_Exercise aim_:
Pull out every line in the data that has the string "reweighting" in it.

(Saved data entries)

//! The likelihood engine.
//!
//! Owns the model and data propagators, pairs their samples and evaluates
//! `stat + penalty`. Construction parses the document; [`LikelihoodEngine::initialize`]
//! loads events and establishes the nominal point.

use crate::config::LikelihoodConfig;
use crate::joint_probability::{JointProbability, JointProbabilityFactory, JointProbabilityRegistry};
use crate::migration::Migration;
use crate::penalty::penalty_likelihood;
use crate::sample_pair::{SamplePair, SamplePairView, build_sample_pairs};
use ns_core::{Error, LikelihoodBuffer, Result, RunContext};
use ns_propagator::{
    CpuReweightBackend, DatasetDefinition, EventSource, Propagator, ReweightBackend, WorkerPool,
};
use rand::SeedableRng;
use rand::rngs::StdRng;
use serde::Serialize;
use serde_json::Value;
use std::collections::BTreeMap;
use std::fmt;
use std::sync::Arc;

/// What the data side did with a dataset.
#[derive(Debug, Clone, Copy, PartialEq, Eq, Serialize)]
#[serde(rename_all = "lowercase")]
pub enum DatasetStatus {
    /// Not loaded yet.
    Pending,
    /// Events read through a data dispenser.
    Loaded,
    /// Data is the model prediction.
    Asimov,
    /// Selected entry could not be resolved.
    Skipped,
    /// Dataset disabled in the configuration.
    Disabled,
}

impl fmt::Display for DatasetStatus {
    fn fmt(&self, f: &mut fmt::Formatter<'_>) -> fmt::Result {
        let s = match self {
            DatasetStatus::Pending => "pending",
            DatasetStatus::Loaded => "loaded",
            DatasetStatus::Asimov => "asimov",
            DatasetStatus::Skipped => "skipped",
            DatasetStatus::Disabled => "disabled",
        };
        f.write_str(s)
    }
}

/// Model/data likelihood engine.
#[derive(Debug)]
pub struct LikelihoodEngine {
    pub(crate) ctx: RunContext,
    pub(crate) config: LikelihoodConfig,
    pub(crate) applied_migrations: Vec<&'static Migration>,
    pub(crate) registry: JointProbabilityRegistry,
    pub(crate) joint_probability: Option<Box<dyn JointProbability>>,
    pub(crate) sources: BTreeMap<String, Arc<dyn EventSource>>,
    pub(crate) accelerator: Option<Arc<dyn ReweightBackend>>,
    pub(crate) datasets: Vec<DatasetDefinition>,
    pub(crate) dataset_status: Vec<DatasetStatus>,
    pub(crate) model: Propagator,
    pub(crate) data: Propagator,
    pub(crate) pool: WorkerPool,
    pub(crate) rng: StdRng,
    pub(crate) pairs: Vec<SamplePair>,
    pub(crate) buffer: LikelihoodBuffer,
    pub(crate) nb_fit_parameters: usize,
    pub(crate) nb_fit_bins: usize,
}

impl LikelihoodEngine {
    /// Parse an engine document for one fit run.
    ///
    /// Deprecated keys are relocated with a warning. Nothing is loaded until
    /// [`LikelihoodEngine::initialize`].
    pub fn new(document: &Value, ctx: RunContext) -> Result<Self> {
        let (config, applied_migrations) = LikelihoodConfig::from_value_with_migrations(document)?;
        let model = Propagator::new(&config.propagator_config)?;
        let datasets = config
            .data_set_list
            .iter()
            .enumerate()
            .map(|(i, cfg)| DatasetDefinition::from_config(cfg, i))
            .collect::<Result<Vec<_>>>()?;
        let pool = WorkerPool::new(ctx.n_threads)?;
        let rng = StdRng::seed_from_u64(ctx.seed);

        log::info!(
            "likelihood engine: {} datasets, data type {}, joint probability \"{}\", {} worker threads",
            datasets.len(),
            config.data_type,
            config.joint_probability_config.type_tag,
            pool.n_threads()
        );

        Ok(Self {
            dataset_status: vec![DatasetStatus::Pending; datasets.len()],
            data: model.clone(),
            ctx,
            config,
            applied_migrations,
            registry: JointProbabilityRegistry::default(),
            joint_probability: None,
            sources: BTreeMap::new(),
            accelerator: None,
            datasets,
            model,
            pool,
            rng,
            pairs: Vec::new(),
            buffer: LikelihoodBuffer::default(),
            nb_fit_parameters: 0,
            nb_fit_bins: 0,
        })
    }

    /// Make an event source available to dispensers under `name`.
    pub fn register_event_source(&mut self, name: impl Into<String>, source: Arc<dyn EventSource>) {
        self.sources.insert(name.into(), source);
    }

    /// Add a joint-probability strategy, selectable by `tag`.
    pub fn register_joint_probability(&mut self, tag: impl Into<String>, factory: JointProbabilityFactory) {
        self.registry.register(tag, factory);
    }

    /// Accelerated reweighting backend, used when the run context enables the cache manager.
    pub fn register_accelerator(&mut self, backend: Arc<dyn ReweightBackend>) {
        self.accelerator = Some(backend);
    }

    /// Load everything and evaluate the nominal point.
    ///
    /// Steps run in a fixed order: datasets, propagators, joint probability,
    /// counts, move to prior, nominal evaluation, then the optional MC
    /// injection. The injection must come after the nominal evaluation.
    pub fn initialize(&mut self) -> Result<()> {
        log::info!("initializing {} datasets", self.datasets.len());
        for dataset in &mut self.datasets {
            dataset.initialize(&self.sources)?;
        }

        self.model.initialize()?;
        self.select_backend();
        self.data = self.model.clone();
        self.load()?;
        self.pool.set_low_latency(true);

        let mut joint_probability = self.registry.make(&self.config.joint_probability_config)?;
        joint_probability.initialize()?;
        log::info!("joint probability: {}", joint_probability.type_tag());

        self.update_counts();
        log::info!(
            "{} free parameters, {} bins in {} sample pairs",
            self.nb_fit_parameters,
            self.nb_fit_bins,
            self.pairs.len()
        );

        self.model.parameters_mut().move_parameters_to_prior();
        self.model.propagate_parameters(&self.pool)?;

        joint_probability.capture_nominal(&self.pair_views())?;
        self.joint_probability = Some(joint_probability);
        self.evaluate()?;
        log::info!(
            "nominal likelihood: total {:.6} = stat {:.6} + penalty {:.6}",
            self.buffer.total_likelihood,
            self.buffer.stat_likelihood,
            self.buffer.penalty_likelihood
        );

        if let Some(injection) = self.model.settings().parameter_injector_mc.clone()
            && !injection.is_empty()
        {
            log::warn!("injecting parameterInjectorMc values on the model");
            self.model.parameters_mut().inject_parameter_values(&injection)?;
            self.model.propagate_parameters(&self.pool)?;
        }
        Ok(())
    }

    fn select_backend(&mut self) {
        if !self.ctx.enable_cache_manager {
            return;
        }
        match &self.accelerator {
            Some(backend) => {
                log::info!("using reweighting backend \"{}\"", backend.name());
                self.model.set_backend(Arc::clone(backend));
            }
            None => {
                log::warn!("cache manager requested but no accelerator is registered, using the CPU");
                self.model.set_backend(Arc::new(CpuReweightBackend));
            }
        }
    }

    fn update_counts(&mut self) {
        self.nb_fit_parameters = self.model.parameters().effective_parameters().len();
        let samples = self.model.samples().samples();
        self.nb_fit_bins = self.pairs.iter().map(|p| samples[p.index].histogram().n_bins()).sum();
    }

    pub(crate) fn pair_views(&self) -> Vec<SamplePairView<'_>> {
        self.pairs.iter().map(|p| p.view(self.model.samples(), self.data.samples())).collect()
    }

    /// Recompute `stat + penalty` from the current histograms and cache it.
    ///
    /// Does not propagate; call [`LikelihoodEngine::propagate_model`] first
    /// when parameters changed.
    pub fn evaluate(&mut self) -> Result<f64> {
        let joint_probability = self
            .joint_probability
            .as_deref()
            .ok_or_else(|| Error::Usage("likelihood evaluated before initialize()".into()))?;
        let stat: f64 = self
            .pairs
            .iter()
            .map(|p| p.view(self.model.samples(), self.data.samples()))
            .filter(SamplePairView::is_active)
            .map(|view| joint_probability.eval(&view))
            .sum();
        let penalty: f64 = self.model.parameters().sets().iter().map(penalty_likelihood).sum();
        self.buffer.stat_likelihood = stat;
        self.buffer.penalty_likelihood = penalty;
        self.buffer.update_total();
        Ok(self.buffer.total_likelihood)
    }

    /// Eigen -> original, reweight and refill the model side.
    pub fn propagate_model(&mut self) -> Result<()> {
        self.model.propagate_parameters(&self.pool)
    }

    /// Enable or disable sample `index` on both sides and rebuild the pairs.
    pub fn set_sample_enabled(&mut self, index: usize, enabled: bool) -> Result<()> {
        let n = self.model.samples().len();
        if index >= n {
            return Err(Error::Validation(format!("sample index {index} out of range ({n} samples)")));
        }
        self.model.samples_mut().samples_mut()[index].set_enabled(enabled);
        if let Some(sample) = self.data.samples_mut().samples_mut().get_mut(index) {
            sample.set_enabled(enabled);
        }
        self.pairs = build_sample_pairs(self.model.samples(), self.data.samples())?;
        self.update_counts();
        Ok(())
    }

    /// Statistical term of sample `index`; `None` when it is disabled on either side or unpaired.
    pub fn sample_likelihood(&self, index: usize) -> Option<f64> {
        let joint_probability = self.joint_probability.as_deref()?;
        let pair = self.pairs.iter().find(|p| p.index == index)?;
        let view = pair.view(self.model.samples(), self.data.samples());
        view.is_active().then(|| joint_probability.eval(&view))
    }

    /// Penalty per parameter set; `None` for disabled sets.
    pub fn parameter_set_penalties(&self) -> Vec<Option<f64>> {
        self.model
            .parameters()
            .sets()
            .iter()
            .map(|set| set.is_enabled().then(|| penalty_likelihood(set)))
            .collect()
    }

    /// Last evaluated likelihood.
    pub fn buffer(&self) -> &LikelihoodBuffer {
        &self.buffer
    }

    /// True once [`LikelihoodEngine::initialize`] completed its nominal evaluation.
    pub fn is_initialized(&self) -> bool {
        self.joint_probability.is_some()
    }

    /// Parsed configuration
    pub fn config(&self) -> &LikelihoodConfig {
        &self.config
    }

    /// Run context
    pub fn context(&self) -> &RunContext {
        &self.ctx
    }

    /// Deprecated keys relocated while parsing.
    pub fn applied_migrations(&self) -> &[&'static Migration] {
        &self.applied_migrations
    }

    /// Plot generator block, forwarded untouched.
    pub fn plot_generator_config(&self) -> Option<&Value> {
        self.config.plot_generator_config()
    }

    /// Model propagator
    pub fn model(&self) -> &Propagator {
        &self.model
    }

    /// Mutable model propagator
    pub fn model_mut(&mut self) -> &mut Propagator {
        &mut self.model
    }

    /// Data propagator
    pub fn data(&self) -> &Propagator {
        &self.data
    }

    /// Worker pool
    pub fn pool(&self) -> &WorkerPool {
        &self.pool
    }

    /// Current sample pairs.
    pub fn sample_pairs(&self) -> &[SamplePair] {
        &self.pairs
    }

    /// Dataset definitions
    pub fn datasets(&self) -> &[DatasetDefinition] {
        &self.datasets
    }

    /// Load status per dataset, aligned with [`LikelihoodEngine::datasets`].
    pub fn dataset_status(&self) -> &[DatasetStatus] {
        &self.dataset_status
    }

    /// Active strategy, once initialized.
    pub fn joint_probability(&self) -> Option<&dyn JointProbability> {
        self.joint_probability.as_deref()
    }

    /// Enabled, non-fixed parameters.
    pub fn nb_fit_parameters(&self) -> usize {
        self.nb_fit_parameters
    }

    /// Bins of the paired samples.
    pub fn nb_fit_bins(&self) -> usize {
        self.nb_fit_bins
    }
}

#[cfg(test)]
mod tests {
    use super::*;
    use approx::assert_relative_eq;
    use serde_json::json;

    fn document() -> Value {
        json!({
            "propagatorConfig": {
                "parameterSetList": [{
                    "name": "flux",
                    "priorCovariance": [[0.04]],
                    "parameterDefinitions": [{
                        "name": "norm", "priorValue": 1.0,
                        "dialSetDefinitions": [{ "applyOnSamples": ["numu"] }]
                    }]
                }],
                "sampleSetConfig": { "sampleList": [
                    { "name": "numu", "binning": { "variables": ["x"], "edges": [0.0, 1.0, 2.0] } },
                    { "name": "nue", "binning": { "variables": ["x"], "edges": [0.0, 2.0] } }
                ]}
            },
            "dataSetList": [{
                "name": "A",
                "model": { "events": [
                    { "sample": "numu", "variables": { "x": 0.5 }, "weight": 10.0 },
                    { "sample": "numu", "variables": { "x": 1.5 }, "weight": 5.0 },
                    { "sample": "nue", "variables": { "x": 0.7 }, "weight": 3.0 }
                ]}
            }]
        })
    }

    fn engine() -> LikelihoodEngine {
        let mut engine = LikelihoodEngine::new(&document(), RunContext::default()).unwrap();
        engine.initialize().unwrap();
        engine
    }

    #[test]
    fn test_evaluate_before_initialize_is_usage_error() {
        let mut engine = LikelihoodEngine::new(&document(), RunContext::default()).unwrap();
        assert!(matches!(engine.evaluate(), Err(Error::Usage(_))));
        assert_eq!(engine.dataset_status(), &[DatasetStatus::Pending]);
    }

    #[test]
    fn test_nominal_asimov_is_zero() {
        let engine = engine();
        assert!(engine.is_initialized());
        assert_eq!(engine.buffer().total_likelihood, 0.0);
        assert_eq!(engine.nb_fit_parameters(), 1);
        assert_eq!(engine.nb_fit_bins(), 3);
        assert_eq!(engine.dataset_status(), &[DatasetStatus::Asimov]);
    }

    #[test]
    fn test_shifted_parameter_adds_stat_and_penalty() {
        let mut engine = engine();
        let r = engine.model().parameters().effective_parameters()[0];
        engine.model_mut().parameters_mut().set_parameter_value(r, 1.2).unwrap();
        engine.propagate_model().unwrap();
        engine.evaluate().unwrap();
        let buffer = *engine.buffer();
        assert_relative_eq!(buffer.penalty_likelihood, 1.0, epsilon = 1e-12);
        assert!(buffer.stat_likelihood > 0.0);
        assert_relative_eq!(buffer.total_likelihood, buffer.stat_likelihood + 1.0, epsilon = 1e-12);
    }

    #[test]
    fn test_set_sample_enabled_rebuilds_pairs() {
        let mut engine = engine();
        engine.set_sample_enabled(1, false).unwrap();
        assert_eq!(engine.sample_pairs(), &[SamplePair { index: 0 }]);
        assert_eq!(engine.sample_likelihood(1), None);
        assert_eq!(engine.nb_fit_bins(), 2);
        assert!(engine.set_sample_enabled(9, true).is_err());
    }

    #[test]
    fn test_cache_manager_without_accelerator_falls_back() {
        let ctx = RunContext { enable_cache_manager: true, ..RunContext::default() };
        let mut engine = LikelihoodEngine::new(&document(), ctx).unwrap();
        engine.initialize().unwrap();
        assert_eq!(engine.model().backend_name(), "cpu");
    }
}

_Solution for this exercise_:
    /// Accelerated reweighting backend, used when the run context enables the cache manager.
                log::info!("using reweighting backend \"{}\"", backend.name());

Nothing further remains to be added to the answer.